La sangrienta guerra culminó en 1756 con la batalla de Caiboaté en la que murieron más de 1.500 guaraníes, incluido su carismático líder, Sepe Tiaraju.
Las demás
Sobrevivían,
sin embargo, las reducciones en territorio español. Pero, nuevamente,
su destino se vio truncado por eventos ajenos a su voluntad.
Con
el correr de los años, la Compañía de Jesús había sido desde el brazo
derecho de los papas en la lucha de la Iglesia contra el protestantismo
hasta la fuente de brillantes eruditos y teólogos, así como misioneros
que difundieron la fe en Asia y América del Norte y del Sur.
Para
mediados del siglo XVIII, los jesuitas eran un formidable ejército
espiritual, que contaba con unos 23.000 miembros, tenía 800 residencias,
700 colegios y universidades y supervisaba 300 misiones.

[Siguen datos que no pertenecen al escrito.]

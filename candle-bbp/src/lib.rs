pub mod bbp;
pub mod candle_loss_functions;
pub mod candle_sampler;
pub mod error;

pub use candle_sampler::{ForwardMode, Sampler};
pub use error::{BbpError, Result};

pub use candle_core;
pub use candle_nn;
use candle_bbp::bbp::{bayesian_linear, BayesModuleT, BayesianLinear, MixturePrior, PosteriorInit};
use candle_bbp::{Result, Sampler};
use candle_core::Tensor;
use candle_nn::{ops, VarBuilder};

use crate::config::{AggregationMode, NormalizationMode};
use crate::graph::GraphTopology;
use crate::normalization::FeatureNorm;

const GATE_EPS: f64 = 1e-6;

#[derive(Clone, Copy, Debug)]
pub struct GatedGcnLayerConfig {
    pub in_dim: usize,
    pub out_dim: usize,
    pub dropout: f64,
    pub normalization: NormalizationMode,
    pub aggregation: AggregationMode,
    pub prior: MixturePrior,
    pub init: PosteriorInit,
}

/// One round of edge-gated message passing
///
/// For an edge `i -> j`:
///
/// ```text
/// e'_ij = C e_ij + D h_i + E h_j
/// σ_ij  = sigmoid(e'_ij)
/// h'_j  = A h_j + Σ_i σ_ij ⊙ B h_i / (Σ_i σ_ij + ε)
/// ```
///
/// followed by normalization, ReLU and dropout on both node and edge states.
/// All five transforms are Bayesian, so the layer KL is the sum of theirs.
pub struct GatedGcnLayer {
    a: BayesianLinear,
    b: BayesianLinear,
    c: BayesianLinear,
    d: BayesianLinear,
    e: BayesianLinear,
    norm_h: FeatureNorm,
    norm_e: FeatureNorm,
    aggregation: AggregationMode,
    dropout: f64,
    out_dim: usize,
}

/// Node states, edge states and KL of one layer
pub struct GatedGcnOutput {
    pub h: Tensor,
    pub e: Tensor,
    pub kl: Tensor,
}

impl GatedGcnLayer {
    pub fn new(config: &GatedGcnLayerConfig, vb: VarBuilder) -> Result<Self> {
        let (din, dout) = (config.in_dim, config.out_dim);
        let linear = |name: &str| {
            bayesian_linear(din, dout, true, config.prior, config.init, vb.pp(name))
        };

        Ok(Self {
            a: linear("A")?,
            b: linear("B")?,
            c: linear("C")?,
            d: linear("D")?,
            e: linear("E")?,
            norm_h: FeatureNorm::new(config.normalization, dout, vb.pp("norm_h"))?,
            norm_e: FeatureNorm::new(config.normalization, dout, vb.pp("norm_e"))?,
            aggregation: config.aggregation,
            dropout: config.dropout,
            out_dim: dout,
        })
    }

    pub fn out_dim(&self) -> usize {
        self.out_dim
    }

    /// * `topology` - batch connectivity
    /// * `h` - `(N, in_dim)` node states
    /// * `e` - `(E, in_dim)` edge states
    /// * `snorm_n` - `(N, 1)`
    /// * `snorm_e` - `(E, 1)`
    pub fn forward(
        &self,
        topology: &GraphTopology,
        h: &Tensor,
        e: &Tensor,
        snorm_n: &Tensor,
        snorm_e: &Tensor,
        sampler: &mut Sampler,
    ) -> Result<GatedGcnOutput> {
        // draw all five weights first so the KL is complete even without edges
        let a = self.a.sample(sampler)?;
        let b = self.b.sample(sampler)?;
        let c = self.c.sample(sampler)?;
        let d = self.d.sample(sampler)?;
        let e_lin = self.e.sample(sampler)?;
        let kl = ((((&a.kl + &b.kl)? + &c.kl)? + &d.kl)? + &e_lin.kl)?;

        let train = sampler.mode().is_train();
        let ah = a.forward(h)?;

        let (h_new, e_new) = if topology.num_edges() == 0 {
            let e_new = Tensor::zeros((0, self.out_dim), h.dtype(), h.device())?;
            (ah, e_new)
        } else {
            let src = topology.src();
            let dst = topology.dst();

            let dh = d.forward(h)?.index_select(src, 0)?;
            let eh = e_lin.forward(h)?.index_select(dst, 0)?;
            let e_new = ((c.forward(e)? + dh)? + eh)?;
            let gate = ops::sigmoid(&e_new)?;

            let msg = b.forward(h)?.index_select(src, 0)?.mul(&gate)?;
            let num = ah.zeros_like()?.index_add(dst, &msg, 0)?;
            let agg = match self.aggregation {
                AggregationMode::GatedSum => num,
                AggregationMode::GatedMean => {
                    let den = incoming_gate_mass(topology, &gate)?;
                    num.div(&(den + GATE_EPS)?)?
                }
            };
            let e_new = self.norm_e.forward(&e_new, snorm_e, train)?.relu()?;
            let e_new = sampler.dropout(&e_new, self.dropout)?;
            ((ah + agg)?, e_new)
        };

        let h_new = self.norm_h.forward(&h_new, snorm_n, train)?.relu()?;
        let h_new = sampler.dropout(&h_new, self.dropout)?;

        Ok(GatedGcnOutput {
            h: h_new,
            e: e_new,
            kl,
        })
    }
}

impl BayesModuleT for GatedGcnLayer {
    fn bayes_layers(&self) -> Vec<&BayesianLinear> {
        vec![&self.a, &self.b, &self.c, &self.d, &self.e]
    }
}

/// Σ_i σ_ij for every node j, `(N, dim)`; zero for nodes without in-edges
pub fn incoming_gate_mass(topology: &GraphTopology, gate: &Tensor) -> Result<Tensor> {
    let dim = gate.dim(1)?;
    let zeros = Tensor::zeros((topology.num_nodes(), dim), gate.dtype(), gate.device())?;
    Ok(zeros.index_add(topology.dst(), gate, 0)?)
}

#[cfg(test)]
mod tests {
    use super::*;
    use crate::graph::{GraphBatch, MolGraph};
    use approx::assert_abs_diff_eq;
    use candle_bbp::ForwardMode;
    use candle_core::{DType, Device};
    use candle_nn::VarMap;

    fn layer(varmap: &VarMap, normalization: NormalizationMode) -> Result<GatedGcnLayer> {
        let vb = VarBuilder::from_varmap(varmap, DType::F32, &Device::Cpu);
        let config = GatedGcnLayerConfig {
            in_dim: 4,
            out_dim: 4,
            dropout: 0.,
            normalization,
            aggregation: AggregationMode::GatedMean,
            prior: MixturePrior::default(),
            init: PosteriorInit::default(),
        };
        GatedGcnLayer::new(&config, vb.pp("layer"))
    }

    fn batch(graph: &MolGraph) -> Result<GraphBatch> {
        GraphBatch::collate(&[graph], 2, 1, DType::F32, &Device::Cpu)
    }

    #[test]
    fn test_isolated_node_is_finite() -> Result<()> {
        let varmap = VarMap::new();
        let layer = layer(&varmap, NormalizationMode::Graph)?;
        let g = MolGraph {
            smiles: None,
            atoms: vec![0, 1, 0],
            bonds: vec![[0, 1, 0]],
            target: vec![1.],
        };
        let batch = batch(&g)?;
        let h = Tensor::randn(0f32, 1f32, (3, 4), &Device::Cpu)?;
        let e = Tensor::randn(0f32, 1f32, (2, 4), &Device::Cpu)?;

        let mut sampler = Sampler::new(3, ForwardMode::Train);
        let out = layer.forward(
            &batch.topology,
            &h,
            &e,
            &batch.snorm_n,
            &batch.snorm_e,
            &mut sampler,
        )?;
        assert_eq!(out.h.dims(), &[3, 4]);
        assert_eq!(out.e.dims(), &[2, 4]);
        for v in out.h.flatten_all()?.to_vec1::<f32>()? {
            assert!(v.is_finite());
            assert!(v >= 0.);
        }
        Ok(())
    }

    #[test]
    fn test_layer_kl_is_sum_of_sublayers() -> Result<()> {
        let varmap = VarMap::new();
        let layer = layer(&varmap, NormalizationMode::None)?;
        let g = MolGraph {
            smiles: None,
            atoms: vec![0],
            bonds: vec![],
            target: vec![0.],
        };
        let batch = batch(&g)?;
        let h = Tensor::ones((1, 4), DType::F32, &Device::Cpu)?;
        let e = Tensor::zeros((0, 4), DType::F32, &Device::Cpu)?;

        let mut sampler = Sampler::new(5, ForwardMode::Train);
        let out = layer.forward(
            &batch.topology,
            &h,
            &e,
            &batch.snorm_n,
            &batch.snorm_e,
            &mut sampler,
        )?;
        assert_eq!(out.e.dims(), &[0, 4]);

        let mut expected = 0f32;
        for sub in layer.bayes_layers() {
            if let Some(kl) = sub.last_kl() {
                expected += kl.to_scalar::<f32>()?;
            }
        }
        assert_eq!(layer.bayes_layers().len(), 5);
        assert_abs_diff_eq!(out.kl.to_scalar::<f32>()?, expected, epsilon = 1e-1);
        assert_abs_diff_eq!(
            layer.total_kl()?.to_scalar::<f32>()?,
            expected,
            epsilon = 1e-1
        );
        Ok(())
    }

    #[test]
    fn test_gate_mass_counts_in_edges() -> Result<()> {
        let g = MolGraph {
            smiles: None,
            atoms: vec![0, 0, 0],
            bonds: vec![[0, 1, 0], [0, 2, 0]],
            target: vec![0.],
        };
        let batch = batch(&g)?;
        let gate = Tensor::ones((4, 1), DType::F32, &Device::Cpu)?;
        let mass = incoming_gate_mass(&batch.topology, &gate)?
            .flatten_all()?
            .to_vec1::<f32>()?;
        assert_eq!(mass, vec![2., 1., 1.]);
        Ok(())
    }

    #[test]
    fn test_self_loop_feeds_its_own_node() -> Result<()> {
        let varmap = VarMap::new();
        let layer = layer(&varmap, NormalizationMode::None)?;
        // node 0 carries a self-loop, node 1 has no edges
        let g = MolGraph {
            smiles: None,
            atoms: vec![0, 0],
            bonds: vec![[0, 0, 0]],
            target: vec![0.],
        };
        let batch = batch(&g)?;
        assert_eq!(batch.topology.num_edges(), 1);

        let row = Tensor::randn(0f32, 1f32, (1, 4), &Device::Cpu)?;
        let h = Tensor::cat(&[&row, &row], 0)?;
        let e = Tensor::randn(0f32, 1f32, (1, 4), &Device::Cpu)?;

        let mut sampler = Sampler::new(0, ForwardMode::Mean);
        let out = layer.forward(
            &batch.topology,
            &h,
            &e,
            &batch.snorm_n,
            &batch.snorm_e,
            &mut sampler,
        )?;
        let out = out.h.to_vec2::<f32>()?;

        // with a single incoming edge the gated mean is B h itself
        let ah = layer.a.sample(&mut sampler)?.forward(&row)?;
        let bh = layer.b.sample(&mut sampler)?.forward(&row)?;
        let looped = (&ah + &bh)?.relu()?.to_vec2::<f32>()?;
        let isolated = ah.relu()?.to_vec2::<f32>()?;

        for k in 0..4 {
            assert_abs_diff_eq!(out[0][k], looped[0][k], epsilon = 1e-4);
            assert_abs_diff_eq!(out[1][k], isolated[0][k], epsilon = 1e-6);
        }
        Ok(())
    }
}
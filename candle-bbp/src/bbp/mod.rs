//! Bayes-by-Backprop building blocks.
//!
//! Weights are Gaussian variational parameters sampled with the
//! reparameterization trick; every layer reports a single-sample Monte
//! Carlo KL estimate `log q(w) - log p(w)` against a scale-mixture prior.
//!
//! # Example
//!
//! ```ignore
//! use candle_bbp::bbp::{bayesian_linear, MixturePrior, PosteriorInit};
//! use candle_bbp::{ForwardMode, Sampler};
//!
//! let prior = MixturePrior::new(0.1, 0.4, 0.5)?;
//! let fc = bayesian_linear(16, 4, true, prior, PosteriorInit::default(), vb.pp("fc"))?;
//!
//! let mut sampler = Sampler::new(42, ForwardMode::Train);
//! let (y, kl) = fc.forward(&x, &mut sampler)?;
//! let loss = (task_loss(&y)? + (kl * kl_weight)?)?;
//! ```

mod bayes_linear;
mod mixture_prior;
mod mlp_readout;
mod traits;
mod variational_param;

pub use bayes_linear::{bayesian_linear, BayesianLinear, SampledLinear};
pub use mixture_prior::MixturePrior;
pub use mlp_readout::{MlpReadout, StackBayesLayers};
pub use traits::{BayesModuleT, Prior, VariationalDistribution};
pub use variational_param::{PosteriorInit, VariationalParameter, WeightSample};
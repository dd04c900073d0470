use candle_bbp::Result;
use candle_core::Tensor;
use candle_nn::{BatchNorm, LayerNorm, Module, ModuleT, VarBuilder};

use crate::config::NormalizationMode;

/// Feature normalization applied to node or edge states inside a conv layer
pub enum FeatureNorm {
    Identity,
    /// x * snorm, snorm = 1/sqrt(graph size)
    Graph,
    Batch(BatchNorm),
    Layer(LayerNorm),
}

impl FeatureNorm {
    /// Variables (if any) live directly under `vb`
    pub fn new(mode: NormalizationMode, dim: usize, vb: VarBuilder) -> Result<Self> {
        Ok(match mode {
            NormalizationMode::None => FeatureNorm::Identity,
            NormalizationMode::Graph => FeatureNorm::Graph,
            NormalizationMode::Batch => FeatureNorm::Batch(candle_nn::batch_norm(
                dim,
                candle_nn::BatchNormConfig::default(),
                vb,
            )?),
            NormalizationMode::Layer => FeatureNorm::Layer(candle_nn::layer_norm(dim, 1e-5, vb)?),
        })
    }

    /// * `x` - `(rows, dim)` states
    /// * `snorm` - `(rows, 1)` size norms, used by graph norm only
    /// * `train` - batch norm uses batch statistics and updates its running ones
    pub fn forward(&self, x: &Tensor, snorm: &Tensor, train: bool) -> Result<Tensor> {
        Ok(match self {
            FeatureNorm::Identity => x.clone(),
            FeatureNorm::Graph => x.broadcast_mul(snorm)?,
            FeatureNorm::Batch(bn) => bn.forward_t(x, train)?,
            FeatureNorm::Layer(ln) => ln.forward(x)?,
        })
    }
}
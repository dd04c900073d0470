//! Error types for Bayes-by-Backprop layers and the models built on them.

use thiserror::Error;

#[derive(Error, Debug)]
pub enum BbpError {
    /// Missing or invalid configuration value.
    #[error("configuration error: {0}")]
    Config(String),

    /// Feature dimension of the input does not match the layer.
    #[error("shape mismatch in `{layer}`: expected last dim {expected}, got input {actual:?}")]
    ShapeMismatch {
        layer: String,
        expected: usize,
        actual: Vec<usize>,
    },

    /// Prior scales must be positive and the mixture weight within [0, 1].
    #[error("invalid prior parameters: {0}")]
    InvalidPriorParameters(String),

    /// Graph topology violates an invariant (edge endpoints, node types).
    #[error("invalid graph: {0}")]
    InvalidGraph(String),

    /// KL was queried before the layer ran a forward pass.
    #[error("no KL cached for `{0}`; run a forward pass first")]
    KlUnavailable(String),

    #[error(transparent)]
    Candle(#[from] candle_core::Error),
}

pub type Result<T> = std::result::Result<T, BbpError>;
use std::path::PathBuf;

use candle_bbp::{ForwardMode, Sampler};
use clap::Args;
use log::info;
use molbbp::config::RunConfig;
use molbbp::dataset::{locate_split, read_molecules};
use molbbp::gated_gcn_net::build_model;
use molbbp::train::{evaluate_network, write_json, SplitPredictions};

use crate::ComputeDevice;

#[derive(Args, Debug)]
pub struct EvaluateArgs {
    #[arg(long, short, required = true, help = "Run configuration used for training")]
    config: PathBuf,

    #[arg(long, short, required = true, help = "Dataset directory")]
    data_dir: PathBuf,

    #[arg(
        long,
        required = true,
        help = "Trained parameters",
        long_help = "Parameters saved by `train` with `save_params` (safetensors)."
    )]
    checkpoint: PathBuf,

    #[arg(long, default_value = "test", help = "Split to evaluate (train, val, test)")]
    split: String,

    #[arg(long, help = "Override `params.bbp_eval_Nsample`")]
    num_samples: Option<usize>,

    #[arg(long, help = "Override `params.seed`")]
    seed: Option<u64>,

    #[arg(long, value_enum, help = "Override `net_params.device`")]
    device: Option<ComputeDevice>,

    #[arg(long, short, help = "Write predictions to this JSON file")]
    out: Option<PathBuf>,
}

pub fn evaluate_gated_gcn(args: &EvaluateArgs) -> anyhow::Result<()> {
    let mut config = RunConfig::from_json_file(&args.config)?;
    if let Some(device) = args.device.as_ref() {
        config.net_params.device = device.into();
    }
    let seed = args.seed.unwrap_or(config.train.seed);
    let num_samples = args.num_samples.unwrap_or(config.train.eval_num_samples);

    let device = config.net_params.device()?;
    let (model, mut varmap) = build_model(&config.net_params, &device)?;
    varmap.load(&args.checkpoint)?;
    info!("loaded {}", args.checkpoint.display());

    let molecules = read_molecules(&locate_split(&args.data_dir, &args.split)?)?;
    let mut sampler = Sampler::new(seed, ForwardMode::Sample);
    let eval = evaluate_network(
        &model,
        &molecules,
        config.train.batch_size,
        num_samples,
        &mut sampler,
        &device,
    )?;

    info!(
        "{} ({} molecules, {} weight samples): {}",
        args.split,
        molecules.len(),
        num_samples,
        serde_json::to_string(&eval)?
    );

    if let Some(out) = args.out.as_ref() {
        write_json(out, &SplitPredictions::from(&eval))?;
        info!("wrote {}", out.display());
    }
    Ok(())
}
pub mod cli;
pub mod commands;
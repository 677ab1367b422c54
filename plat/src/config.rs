//! Engine configuration.

use crate::geo::GeoBounds;
use serde::{Deserialize, Serialize};

/// Static settings the host supplies at engine construction.
#[derive(Debug, Clone, PartialEq, Default, Serialize, Deserialize)]
#[serde(default, rename_all = "camelCase")]
pub struct EngineConfig {
    /// Service region for empty-map clicks. Clicks outside it are ignored.
    pub region: GeoBounds,
}
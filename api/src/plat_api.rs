//! Platform API boundary for the plat selection engine.
//!
//! Defines the wire types exchanged with the map platform and the
//! [`MapBackend`] trait the engine fetches through.
//!
//! # Architecture
//!
//! The implementation follows a layered architecture:
//!
//! ```text
//! MapBackend trait (abstraction)
//!   |
//!   +-- HttpBackend (production, JSON over HTTP)
//!   +-- MockBackend (testing)
//! ```
//!
//! # Testing Strategy
//!
//! Uses mock-first testing for fast, deterministic unit tests. The mock
//! supports programmable fixtures, scripted failures, and a request hold
//! for interleaving tests.

pub mod backend;
pub mod error;
pub mod http;
pub mod map;
pub mod plan;
pub mod types;

// Make test utilities available for both unit and integration tests
#[cfg(any(test, feature = "test-support"))]
pub mod test;

pub use backend::*;
pub use error::*;
pub use http::*;
pub use map::*;
pub use plan::*;
pub use types::*;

Además, eran
los confesores de los gobernantes católicos en toda Europa y educaban
tanto a los hijos de los nobles y de la creciente clase media, como a
los de las masas.
Uno
de sus principales enemigos fue Sebastião José de Carvalho e Melo, el
marqués de Pombal en Portugal, quien culpó a los jesuitas de la rebelión
de los guaraníes del nuevo territorio portugués y empezó una campaña
para acabar con ellos.
Los acusó de estar
detrás de un complot para asesinar al rey en 1758; los expulsó de
Portugal; los acusó de haber establecido un reino independiente en
América del Sur donde, según él, habían esclavizado a los indios y se
habían enriquecido con su trabajo. Voltaire mismo repitió esas historias en su novela “Cándido”.
Las
acusaciones no cayeron en oídos sordos. Otros, incluidos colonizadores
de las ciudades aledañas a las reducciones amargados al verlas prosperar
más, habían inventado rumores similares.
Varios
gobiernos empezaron a tomar medidas activas contra la Compañía de
Jesús, entre ellos el rey Carlos III, quien la desterró de España y de
sus colonias en el extranjero en 1767.
A
partir de entonces, sin el ímpetu de los jesuitas, las reducciones
fueron abandonadas gradualmente y algunos guaraníes comenzaron a
trasladarse a las zonas urbanas.
Epílogo
El 21 de julio de 1773, el papa Clemente XIV suprimió la Compañía de Jesús.
Las
fabulosas construcciones y obras de arte que los guaraníes habían
creado en esas tierras parecían destinadas a no ser más que despojos
hasta que en el siglo XX se inició un esfuerzo de recuperación y
conservación.
Hoy en día, las impresionantes
ruinas de las reducciones de la que fue Paraquaria son un recordatorio
perdurable de algo que, a pesar de sus defectos, fue un “triunfo de la
humanidad”.
Un triunfo que la UNESCO ha declarado Patrimonio de la Humanidad.